Me he quedado sola en la habitación. Mi hija, una mujer adulta, médico y madre de dos pequeños, salió hace unos minutos en la camilla rumbo a la sala de operaciones y mi corazón palpitante me revela que, ni los años ni su circunstancia, han logrado amainar mi sentimiento de protección a la que siempre será mi pequeña.
Y ahora sé que, aún rodeada de otras personas que la aman y que se preocupan por ella, mi presencia le da lo que nadie más puede darle.
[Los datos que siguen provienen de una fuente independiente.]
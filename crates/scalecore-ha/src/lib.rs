//! HA Partitioner (§4.3): when multiple agent replicas run against the
//! same policy sources, each should evaluate a disjoint subset with the
//! union covering every policy. This crate owns the membership catalog
//! contract, the consistent-hash ring, and `FilterPolicies`; it does not
//! implement a concrete catalog backend (Consul, Nomad service
//! discovery, ...) beyond the in-memory one used by its own tests.

#![forbid(unsafe_code)]

pub mod catalog;
pub mod error;
pub mod partitioner;
pub mod ring;

pub use catalog::{InMemoryCatalog, ServiceCatalog};
pub use error::{HaError, Result};
pub use partitioner::HaPartitioner;
pub use ring::HashRing;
El vínculo que surgió cuando la supe en mi vientre y que se materializó en su primera respiración junto con la certeza de que la vida jamás podría ser completa sin tenernos la una a la otra, ahora es tan parte nuestro que ya no lo cuestionamos o notamos.
Fue por esa la sensación de alivio y apoyo que sentí al ver entrar a mi propia madre, a la que esperaba incluso cuándo no habíamos configurado planes, que comprendí lo que significa mi presencia para mi hija en momentos como ahora.
Mi mami, siendo una persona mayor, ya requiere de cuidados y consideraciones especiales, sin embargo, su presencia me arropa de una forma única, igual como veo que la mía cobija a mi propia hija.
A los cincuenta, entiendo que el amor con el que nuestra madre nos envuelve y con el que cubrimos a nuestros hijos, nada tiene que ver con edades ni tiempo pues la bendición es única y atemporal. ¡Gracias a Dios por la vida de las madres!